Even with a concrete pillar, your lens will shake violently at 500mm and longer. The lens itself is not a solid piece. Touching it introduces vibration. You will have vibration no matter what due to you manually focusing and touching it. The only way to focus it and not touch it is with electronic control (like BackyardEOS using the micro-focus buttons to advance focus electronically, etc; if shooting Canon). For telescopes, we use much lighter focusing knobs that are aftermarket, but even then, the gentlest touch will shake these things at these long focal lengths.
So what you do is you change focus a little, then stop and let it stabilize and take a look. Use a bahtinov mask on a star to achieve best focus that way, then turn your lens/scope to the moon.
I have a friend online that owns a video tripod with twin legs (with stabilizers between each leg) which he says he can focus his Tamron 150-600 lens with very little shake.
Yea, I can do that too, without a tripod. Image stabilization is a big deal with these lenses for focusing. If your 150-500 has stabilization, turn it on when focusing. Turn it OFF when imaging though. The Tamron's VC is very good and it really makes achieving focus a lot easier since it can help stabilize the shake. I have one too, and the VC really helps to get focus fast. I turn VC off after getting focus when I image though.
It's not due to the tripod.
I have a budget of about $600... what can anyone suggest I look at?

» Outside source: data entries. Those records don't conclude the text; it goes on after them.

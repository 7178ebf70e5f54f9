use axum::{Json, http::StatusCode, response::{IntoResponse, Response}};
use serde::Serialize;
use thiserror::Error;
use tracing::error;

#[derive(Debug, Error)]
pub enum AppError {
    #[error("Database error: {0}")]
    Database(#[from] sqlx::Error),

    #[error("Not found")]
    NotFound,

    #[error("Bad request: {0}")]
    BadRequest(String),

    #[error("Conflict: {0}")]
    Conflict(String),

    #[error("Notification error: {0}")]
    Notification(String),
}

#[derive(Debug, Serialize)]
pub struct ErrorResponse {
    pub error: String,
    pub message: String,
}

impl IntoResponse for AppError {
    fn into_response(self) -> Response {
        let (status, error_message) = match self {
            AppError::NotFound => (StatusCode::NOT_FOUND, "Not Found".to_string()),
            AppError::BadRequest(msg) => (StatusCode::BAD_REQUEST, msg),
            AppError::Conflict(msg) => (StatusCode::CONFLICT, msg),
            AppError::Database(e) => {
                error!("database error: {}", e);
                (
                    StatusCode::INTERNAL_SERVER_ERROR,
                    "Database error occurred".to_string(),
                )
            }
            AppError::Notification(msg) => {
                error!("notification error: {}", msg);
                (
                    StatusCode::INTERNAL_SERVER_ERROR,
                    "Notification delivery failed".to_string(),
                )
            }
        };

        let body = Json(ErrorResponse {
            error: status.to_string(),
            message: error_message,
        });

        (status, body).into_response()
    }
}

A $20 bahtinov mask and better techniques. Save the rest of your money for something else.
You could spend all your money on a really tight ballhead or gimbal on a really big stable tripod, and you still will get shaky manual focus on a lens that long. Image stabilization helps if available when focusing. But the lens itself is not made of a single piece of material, it will shake, even on a super stable mount. Again, use a Bahtinov mask on a star to get focus initially. Then turn to the moon, or any other object.
Save your budget for something else for AP if that's your goal (like a star watcher adventurer or something).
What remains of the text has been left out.